How do I run multiple Classes in a single test suite in Python using unit testing?
If you want to run all of the tests from a specific list of test classes, rather than all of the tests from all of the test classes in a module, you can use a TestLoader
's loadTestsFromTestCase
method to get a TestSuite
of tests for each class, and then create a single combined TestSuite
from a list containing all of those suites that you can use with run
:
import unittest
# Some tests
class TestClassA(unittest.TestCase):
def testOne(self):
# test code
pass
class TestClassB(unittest.TestCase):
def testOne(self):
# test code
pass
class TestClassC(unittest.TestCase):
def testOne(self):
# test code
pass
def run_some_tests():
# Run only the tests in the specified classes
test_classes_to_run = [TestClassA, TestClassC]
loader = unittest.TestLoader()
suites_list = []
for test_class in test_classes_to_run:
suite = loader.loadTestsFromTestCase(test_class)
suites_list.append(suite)
big_suite = unittest.TestSuite(suites_list)
runner = unittest.TextTestRunner()
results = runner.run(big_suite)
# ...
if __name__ == '__main__':
run_some_tests()
I'm a bit unsure at what you're asking here, but if you want to know how to test multiple classes in the same suite, usually you just create multiple testclasses in the same python file and run them together:
import unittest
class TestSomeClass(unittest.TestCase):
def testStuff(self):
# your testcode here
pass
class TestSomeOtherClass(unittest.TestCase):
def testOtherStuff(self):
# testcode of second class here
pass
if __name__ == '__main__':
unittest.main()
And run with for example:
python mytestsuite.py
Better examples can be found in the official documention.
If on the other hand you want to run multiple test files, as detailed in "How to organize python test in a way that I can run all tests in a single command?", then the other answer is probably better.
I've found nose to be a good tool for this.
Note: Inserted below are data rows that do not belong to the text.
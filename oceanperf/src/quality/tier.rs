//! Quality tier ladder.
//!
//! Tiers are totally ordered (`VeryLow < Low < Medium < High`). Every
//! adjustment moves exactly one step; both ends of the ladder absorb
//! further movement in their direction.

use std::fmt;
use std::str::FromStr;

use serde::{Deserialize, Serialize};
use thiserror::Error;

/// Rendering quality tier selected for the ocean background.
#[derive(
    Debug, Clone, Copy, PartialEq, Eq, PartialOrd, Ord, Hash, Default, Serialize, Deserialize,
)]
#[serde(rename_all = "SCREAMING_SNAKE_CASE")]
pub enum Tier {
    /// Minimum geometry, no optional layers.
    VeryLow,

    /// Sparse geometry with atmosphere only.
    Low,

    /// Balanced default when nothing better is known.
    #[default]
    Medium,

    /// Full detail with every effect layer.
    High,
}

impl Tier {
    /// All tiers in ascending order.
    pub const ALL: [Tier; 4] = [Tier::VeryLow, Tier::Low, Tier::Medium, Tier::High];

    /// Downgrade to the next lower tier.
    ///
    /// `VeryLow` stays `VeryLow`.
    pub fn downgrade(&self) -> Self {
        match self {
            Tier::High => Tier::Medium,
            Tier::Medium => Tier::Low,
            Tier::Low => Tier::VeryLow,
            Tier::VeryLow => Tier::VeryLow,
        }
    }

    /// Upgrade to the next higher tier.
    ///
    /// `High` stays `High`.
    pub fn upgrade(&self) -> Self {
        match self {
            Tier::VeryLow => Tier::Low,
            Tier::Low => Tier::Medium,
            Tier::Medium => Tier::High,
            Tier::High => Tier::High,
        }
    }

    /// Whether this is the bottom of the ladder.
    pub fn is_lowest(&self) -> bool {
        *self == Tier::VeryLow
    }

    /// Whether this is the top of the ladder.
    pub fn is_highest(&self) -> bool {
        *self == Tier::High
    }

    /// Persisted name (`VERY_LOW`, `LOW`, `MEDIUM`, `HIGH`).
    pub fn as_str(&self) -> &'static str {
        match self {
            Tier::VeryLow => "VERY_LOW",
            Tier::Low => "LOW",
            Tier::Medium => "MEDIUM",
            Tier::High => "HIGH",
        }
    }

    /// Short human-readable description.
    pub fn description(&self) -> &'static str {
        match self {
            Tier::VeryLow => "very low (static-looking water, no effects)",
            Tier::Low => "low (sparse waves, atmosphere only)",
            Tier::Medium => "medium (reflections and specular highlights)",
            Tier::High => "high (full detail, all effect layers)",
        }
    }
}

impl fmt::Display for Tier {
    fn fmt(&self, f: &mut fmt::Formatter<'_>) -> fmt::Result {
        write!(f, "{}", self.as_str())
    }
}

/// Error returned when a tier name cannot be parsed.
#[derive(Debug, Clone, PartialEq, Eq, Error)]
#[error("unknown tier '{0}' (expected VERY_LOW, LOW, MEDIUM or HIGH)")]
pub struct ParseTierError(pub String);

impl FromStr for Tier {
    type Err = ParseTierError;

    fn from_str(s: &str) -> Result<Self, Self::Err> {
        match s.trim().to_ascii_uppercase().replace('-', "_").as_str() {
            "VERY_LOW" | "VERYLOW" => Ok(Tier::VeryLow),
            "LOW" => Ok(Tier::Low),
            "MEDIUM" => Ok(Tier::Medium),
            "HIGH" => Ok(Tier::High),
            _ => Err(ParseTierError(s.to_string())),
        }
    }
}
It discovers all unit tests in a directory structure and executes them.
The unittest.TestLoader.loadTestsFromModule() method will discover and load all classes in the specified module. So you can just do this:
import unittest
import sys
class T1(unittest.TestCase):
def test_A(self):
pass
def test_B(self):
pass
class T2(unittest.TestCase):
def test_A(self):
pass
def test_B(self):
pass
if __name__ == "__main__":
suite = unittest.TestLoader().loadTestsFromModule( sys.modules[__name__] )
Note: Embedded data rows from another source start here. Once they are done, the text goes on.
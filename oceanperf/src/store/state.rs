//! Typed access to the persisted performance state.
//!
//! Reads never fail on a missing key: each value has a default. Backend
//! failures on read are logged and treated as missing. Only tier keys report
//! corruption, since a bad tier must push the controller into its emergency
//! profile rather than silently pick a default.

use std::sync::Arc;

use serde::Serialize;
use tracing::warn;

use super::error::{StoreError, StoreResult};
use super::{keys, PreferenceStore};
use crate::quality::Tier;

/// Snapshot of every persisted key, as stored.
#[derive(Debug, Clone, Default, PartialEq, Serialize)]
pub struct PersistedState {
    pub current_tier: Option<String>,
    pub user_override_tier: Option<String>,
    pub last_detection_time: Option<String>,
    pub total_runtime_seconds: Option<String>,
    pub average_fps: Option<String>,
    pub performance_history: Option<String>,
    pub auto_adjust_enabled: Option<String>,
}

/// Typed wrapper over a [`PreferenceStore`].
#[derive(Clone)]
pub struct StateStore {
    backend: Arc<dyn PreferenceStore>,
}

impl StateStore {
    pub fn new(backend: Arc<dyn PreferenceStore>) -> Self {
        Self { backend }
    }

    /// The underlying backend.
    pub fn backend(&self) -> &Arc<dyn PreferenceStore> {
        &self.backend
    }

    fn read(&self, key: &'static str) -> Option<String> {
        match self.backend.get(key) {
            Ok(value) => value.filter(|v| !v.trim().is_empty()),
            Err(e) => {
                warn!(key, error = %e, "Failed to read persisted value, using default");
                None
            }
        }
    }

    fn read_parsed<T: std::str::FromStr>(&self, key: &'static str, default: T) -> T {
        match self.read(key) {
            Some(raw) => raw.trim().parse().unwrap_or_else(|_| {
                warn!(key, value = %raw, "Ignoring malformed persisted value");
                default
            }),
            None => default,
        }
    }

    fn read_tier(&self, key: &'static str) -> StoreResult<Option<Tier>> {
        match self.read(key) {
            Some(raw) => raw
                .parse::<Tier>()
                .map(Some)
                .map_err(|_| StoreError::Corrupt { key, value: raw }),
            None => Ok(None),
        }
    }

    /// Last tier the controller applied.
    pub fn current_tier(&self) -> StoreResult<Option<Tier>> {
        self.read_tier(keys::CURRENT_TIER)
    }

    /// Tier pinned by the user, if any.
    pub fn user_override(&self) -> StoreResult<Option<Tier>> {
        self.read_tier(keys::USER_OVERRIDE_TIER)
    }

    /// Wall-clock time of the last capability detection, epoch ms (0 = never).
    pub fn last_detection_ms(&self) -> i64 {
        self.read_parsed(keys::LAST_DETECTION_TIME, 0)
    }

    pub fn total_runtime_seconds(&self) -> u64 {
        self.read_parsed(keys::TOTAL_RUNTIME_SECONDS, 0)
    }

    pub fn average_fps(&self) -> f32 {
        self.read_parsed(keys::AVERAGE_FPS, 0.0)
    }

    /// Comma-separated fps history, empty when never saved.
    pub fn performance_history(&self) -> String {
        self.read(keys::PERFORMANCE_HISTORY).unwrap_or_default()
    }

    /// Whether automatic tier changes are allowed (default on).
    pub fn auto_adjust_enabled(&self, default: bool) -> bool {
        self.read_parsed(keys::AUTO_ADJUST_ENABLED, default)
    }

    pub fn set_current_tier(&self, tier: Tier) -> StoreResult<()> {
        self.backend.set(keys::CURRENT_TIER, tier.as_str())
    }

    pub fn set_user_override(&self, tier: Option<Tier>) -> StoreResult<()> {
        match tier {
            Some(tier) => self.backend.set(keys::USER_OVERRIDE_TIER, tier.as_str()),
            None => self.backend.remove(keys::USER_OVERRIDE_TIER),
        }
    }

    pub fn set_last_detection_ms(&self, epoch_ms: i64) -> StoreResult<()> {
        self.backend
            .set(keys::LAST_DETECTION_TIME, &epoch_ms.to_string())
    }

    pub fn set_auto_adjust_enabled(&self, enabled: bool) -> StoreResult<()> {
        self.backend
            .set(keys::AUTO_ADJUST_ENABLED, if enabled { "true" } else { "false" })
    }

    /// Write the session statistics in one batch.
    pub fn save_session(
        &self,
        average_fps: f32,
        history: &str,
        total_runtime_seconds: u64,
    ) -> StoreResult<()> {
        self.backend.set_many(&[
            (keys::AVERAGE_FPS, format!("{:.1}", average_fps)),
            (keys::PERFORMANCE_HISTORY, history.to_string()),
            (keys::TOTAL_RUNTIME_SECONDS, total_runtime_seconds.to_string()),
        ])
    }

    /// Raw view of every key.
    pub fn snapshot(&self) -> PersistedState {
        PersistedState {
            current_tier: self.read(keys::CURRENT_TIER),
            user_override_tier: self.read(keys::USER_OVERRIDE_TIER),
            last_detection_time: self.read(keys::LAST_DETECTION_TIME),
            total_runtime_seconds: self.read(keys::TOTAL_RUNTIME_SECONDS),
            average_fps: self.read(keys::AVERAGE_FPS),
            performance_history: self.read(keys::PERFORMANCE_HISTORY),
            auto_adjust_enabled: self.read(keys::AUTO_ADJUST_ENABLED),
        }
    }

    /// Remove every key.
    pub fn reset(&self) -> StoreResult<()> {
        for key in keys::ALL {
            self.backend.remove(key)?;
        }
        Ok(())
    }
}

impl std::fmt::Debug for StateStore {
    fn fmt(&self, f: &mut std::fmt::Formatter<'_>) -> std::fmt::Result {
        f.debug_struct("StateStore").finish_non_exhaustive()
    }
}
unittest.TextTestRunner(verbosity=3).run( suite )
Normally you would do in the following way (which adds only one class per suite):
# Add tests.
alltests = unittest.TestSuite()
alltests.addTest(unittest.makeSuite(Test1))
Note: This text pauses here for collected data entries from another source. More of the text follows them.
//! Integration tests for the adaptive performance controller.
//!
//! These tests verify the complete controller flow including:
//! - Fresh install → detection → persisted tier
//! - Restart → restored tier without probing
//! - Crisis and steady-state tier changes through the public API
//! - Background monitoring on a (paused) tokio clock
//!
//! Run with: `cargo test --test controller_integration`

use std::sync::atomic::{AtomicBool, AtomicUsize, Ordering};
use std::sync::Arc;
use std::time::{Duration, Instant};

use rand::Rng;
use tempfile::TempDir;
use tokio_util::sync::CancellationToken;

use oceanperf::config::PerformanceSettings;
use oceanperf::controller::{
    AdaptivePerformanceController, BenchmarkError, DecisionReason, TierDecision,
};
use oceanperf::device::{CpuFamily, FixedHostInfo, HostInfoSource, ProbeError};
use oceanperf::quality::{QualityProfileCatalog, Tier};
use oceanperf::store::{
    keys, IniPreferenceStore, MemoryPreferenceStore, PreferenceStore, StoreResult,
};

// ============================================================================
// Helper Functions
// ============================================================================

/// Host source that counts how often the memory descriptor is read.
struct CountingHost {
    inner: FixedHostInfo,
    reads: AtomicUsize,
}

impl CountingHost {
    fn new(inner: FixedHostInfo) -> Arc<Self> {
        Arc::new(Self {
            inner,
            reads: AtomicUsize::new(0),
        })
    }

    fn reads(&self) -> usize {
        self.reads.load(Ordering::SeqCst)
    }
}
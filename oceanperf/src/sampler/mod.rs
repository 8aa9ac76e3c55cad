//! Frame rate sampling and issue detection.
//!
//! ```text
//! render loop ──record(fps)──► FrameRateSampler ──average_of_last(n)──► controller
//!                               (ring buffer, 200)  detect_issues()
//! ```

mod frame_rate;
mod issues;

pub use frame_rate::{
    is_valid_fps, FrameRateSampler, FrameSample, COMPACT_EVERY, DEFAULT_SAMPLE_CAPACITY,
    EXTREMES_RESET_EVERY, MAX_VALID_FPS,
};
pub use issues::{PerformanceIssues, Severity, ISSUE_WINDOW, MIN_SAMPLES_FOR_VERDICT};
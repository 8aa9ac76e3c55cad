//! In-memory preference store.

use std::collections::HashMap;

use parking_lot::Mutex;

use super::error::StoreResult;
use super::PreferenceStore;

/// Preference store that lives only as long as the process.
///
/// Used when no persistent location is available and in tests.
#[derive(Debug, Default)]
pub struct MemoryPreferenceStore {
    entries: Mutex<HashMap<String, String>>,
}

impl MemoryPreferenceStore {
    pub fn new() -> Self {
        Self::default()
    }

    /// Number of stored keys.
    pub fn len(&self) -> usize {
        self.entries.lock().len()
    }

    /// Whether the store holds no keys.
    pub fn is_empty(&self) -> bool {
        self.entries.lock().is_empty()
    }
}

impl PreferenceStore for MemoryPreferenceStore {
    fn get(&self, key: &str) -> StoreResult<Option<String>> {
        Ok(self.entries.lock().get(key).cloned())
    }

    fn set(&self, key: &str, value: &str) -> StoreResult<()> {
        self.entries
            .lock()
            .insert(key.to_string(), value.to_string());
        Ok(())
    }

    fn remove(&self, key: &str) -> StoreResult<()> {
        self.entries.lock().remove(key);
        Ok(())
    }
}

#[cfg(test)]
mod tests {
    use super::*;

    #[test]
    fn test_set_get_remove() {
        let store = MemoryPreferenceStore::new();
        assert!(store.is_empty());
        assert_eq!(store.get("k").unwrap(), None);

        store.set("k", "v").unwrap();
        assert_eq!(store.get("k").unwrap().as_deref(), Some("v"));
        assert_eq!(store.len(), 1);

        store.remove("k").unwrap();
        assert_eq!(store.get("k").unwrap(), None);
    }

    #[test]
    fn test_set_many_writes_all() {
        let store = MemoryPreferenceStore::new();
        store
            .set_many(&[("a", "1".to_string()), ("b", "2".to_string())])
            .unwrap();
        assert_eq!(store.get("a").unwrap().as_deref(), Some("1"));
        assert_eq!(store.get("b").unwrap().as_deref(), Some("2"));
    }
}
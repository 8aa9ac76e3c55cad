//! Rolling frame rate accumulator.
//!
//! The render loop calls [`FrameRateSampler::record`] once per frame while
//! the monitoring task reads averages from another thread. One mutex guards
//! the buffer and is only held for the append/evict or a copy-out.

use std::collections::VecDeque;
use std::time::Instant;

use parking_lot::Mutex;

use super::issues::{PerformanceIssues, ISSUE_WINDOW};

/// Default ring buffer capacity.
pub const DEFAULT_SAMPLE_CAPACITY: usize = 200;

/// Highest frame rate accepted as a real reading.
pub const MAX_VALID_FPS: f32 = 200.0;

/// Records between compactions of the buffer's spare allocation.
pub const COMPACT_EVERY: u64 = 100;

/// Records between min/max resets.
pub const EXTREMES_RESET_EVERY: u64 = 1000;

/// One frame rate reading.
#[derive(Debug, Clone, Copy, PartialEq)]
pub struct FrameSample {
    /// When the sample was recorded.
    pub at: Instant,
    /// Instantaneous frames per second.
    pub fps: f32,
}

/// Whether a reading is inside the accepted `(0, 200]` range.
pub fn is_valid_fps(fps: f32) -> bool {
    fps > 0.0 && fps <= MAX_VALID_FPS
}

#[derive(Debug)]
struct SamplerInner {
    samples: VecDeque<FrameSample>,
    current: Option<f32>,
    min: Option<f32>,
    max: Option<f32>,
    records: u64,
}

/// Thread-safe bounded frame rate buffer with rolling statistics.
///
/// # Usage
///
/// ```
/// use oceanperf::sampler::FrameRateSampler;
///
/// let sampler = FrameRateSampler::new(200);
/// sampler.record(58.0);
/// sampler.record(62.0);
/// sampler.record(0.0); // ignored
///
/// assert_eq!(sampler.len(), 2);
/// assert_eq!(sampler.average_of_last(10), 60.0);
/// ```
#[derive(Debug)]
pub struct FrameRateSampler {
    capacity: usize,
    inner: Mutex<SamplerInner>,
}

impl FrameRateSampler {
    /// Create a sampler retaining at most `capacity` samples.
    pub fn new(capacity: usize) -> Self {
        let capacity = capacity.max(1);
        Self {
            capacity,
            inner: Mutex::new(SamplerInner {
                samples: VecDeque::with_capacity(capacity),
                current: None,
                min: None,
                max: None,
                records: 0,
            }),
        }
    }

    /// Create with [`DEFAULT_SAMPLE_CAPACITY`].
    pub fn with_defaults() -> Self {
        Self::new(DEFAULT_SAMPLE_CAPACITY)
    }

    /// Maximum number of retained samples.
    pub fn capacity(&self) -> usize {
        self.capacity
    }

    /// Record one frame rate reading.
    ///
    /// Readings outside `(0, 200]` (and NaN) are sensor glitches and are
    /// dropped without touching any statistic.
    pub fn record(&self, fps: f32) {
        if !is_valid_fps(fps) {
            return;
        }

        let mut inner = self.inner.lock();
        inner.samples.push_back(FrameSample {
            at: Instant::now(),
            fps,
        });
        while inner.samples.len() > self.capacity {
            inner.samples.pop_front();
        }

        inner.records += 1;
        inner.current = Some(fps);

        if inner.records % EXTREMES_RESET_EVERY == 0 {
            inner.min = Some(fps);
            inner.max = Some(fps);
        } else {
            inner.min = Some(inner.min.map_or(fps, |m| m.min(fps)));
            inner.max = Some(inner.max.map_or(fps, |m| m.max(fps)));
        }

        if inner.records % COMPACT_EVERY == 0 {
            let capacity = self.capacity;
            inner.samples.shrink_to(capacity);
        }
    }

    /// Most recent accepted reading, or 0 if none.
    pub fn current_fps(&self) -> f32 {
        self.inner.lock().current.unwrap_or(0.0)
    }

    /// Lowest reading since the last extremes reset, or 0 if none.
    pub fn min_fps(&self) -> f32 {
        self.inner.lock().min.unwrap_or(0.0)
    }

    /// Highest reading since the last extremes reset, or 0 if none.
    pub fn max_fps(&self) -> f32 {
        self.inner.lock().max.unwrap_or(0.0)
    }

    /// Mean of the last `n` retained samples, or 0 if empty.
    pub fn average_of_last(&self, n: usize) -> f32 {
        let inner = self.inner.lock();
        let take = n.min(inner.samples.len());
        if take == 0 {
            return 0.0;
        }
        let sum: f32 = inner.samples.iter().rev().take(take).map(|s| s.fps).sum();
        sum / take as f32
    }

    /// Mean of the samples recorded at or after `since`, if any.
    pub fn average_since(&self, since: Instant) -> Option<f32> {
        let inner = self.inner.lock();
        let (sum, count) = inner
            .samples
            .iter()
            .rev()
            .take_while(|s| s.at >= since)
            .fold((0.0f32, 0usize), |(sum, count), s| (sum + s.fps, count + 1));
        (count > 0).then(|| sum / count as f32)
    }

    /// Mean of every retained sample, or 0 if empty.
    pub fn average(&self) -> f32 {
        self.average_of_last(self.capacity)
    }

    /// Number of retained samples.
    pub fn len(&self) -> usize {
        self.inner.lock().samples.len()
    }

    /// Whether no samples are retained.
    pub fn is_empty(&self) -> bool {
        self.len() == 0
    }

    /// Total accepted readings since creation.
    pub fn total_records(&self) -> u64 {
        self.inner.lock().records
    }

    /// Copy of the retained readings, oldest first.
    pub fn samples(&self) -> Vec<f32> {
        self.inner.lock().samples.iter().map(|s| s.fps).collect()
    }

    /// Copy of the last `n` retained readings, oldest first.
    pub fn last_samples(&self, n: usize) -> Vec<f32> {
        let inner = self.inner.lock();
        let skip = inner.samples.len().saturating_sub(n);
        inner.samples.iter().skip(skip).map(|s| s.fps).collect()
    }

    /// Classify recent frame rate problems.
    ///
    /// Looks at the last 120 samples and needs at least 60 of them;
    /// otherwise the verdict is neutral.
    pub fn detect_issues(&self) -> PerformanceIssues {
        let window = self.last_samples(ISSUE_WINDOW);
        PerformanceIssues::analyze(&window)
    }

    /// Drop every sample and statistic.
    pub fn clear(&self) {
        let mut inner = self.inner.lock();
        inner.samples.clear();
        inner.current = None;
        inner.min = None;
        inner.max = None;
    }

    /// Serialize retained readings as a comma-separated list.
    pub fn history_string(&self) -> String {
        self.samples()
            .iter()
            .map(|fps| format!("{:.1}", fps))
            .collect::<Vec<_>>()
            .join(",")
    }

    /// Replay a serialized history through [`record`](Self::record).
    ///
    /// Unparsable or out-of-range entries are skipped. Returns the number
    /// of samples restored.
    pub fn restore_history(&self, history: &str) -> usize {
        let mut restored = 0;
        for fps in history
            .split(',')
            .filter_map(|entry| entry.trim().parse::<f32>().ok())
            .filter(|fps| is_valid_fps(*fps))
        {
            self.record(fps);
            restored += 1;
        }
        restored
    }
}

impl Default for FrameRateSampler {
    fn default() -> Self {
        Self::with_defaults()
    }
}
alltests.addTest(unittest.makeSuite(Test2))
If you'd like to have multiple classes per suite, you can use add these tests in the following way:
for name in testnames:
suite.addTest(tc_class(name, cargs=args))
Here is same example to run all classes per separate suite you can define your own make_suite
method:
# Credits: http://codereview.stackexchange.com/a/88662/15346
def make_suite(tc_class):
testloader = unittest.TestLoader()
testnames = testloader.getTestCaseNames(tc_class)
suite = unittest.TestSuite()
for name in testnames:
suite.addTest(tc_class(name, cargs=args))
return suite
# Add all tests.
alltests = unittest.TestSuite()
for name, obj in inspect.getmembers(sys.modules[__name__]):
if inspect.isclass(obj) and name.startswith("FooTest"):
alltests.addTest(make_suite(obj))
result = unittest.TextTestRunner(verbosity=2).run(alltests)
If above doesn't suite, you can convert above example into method which could accept multiple classes.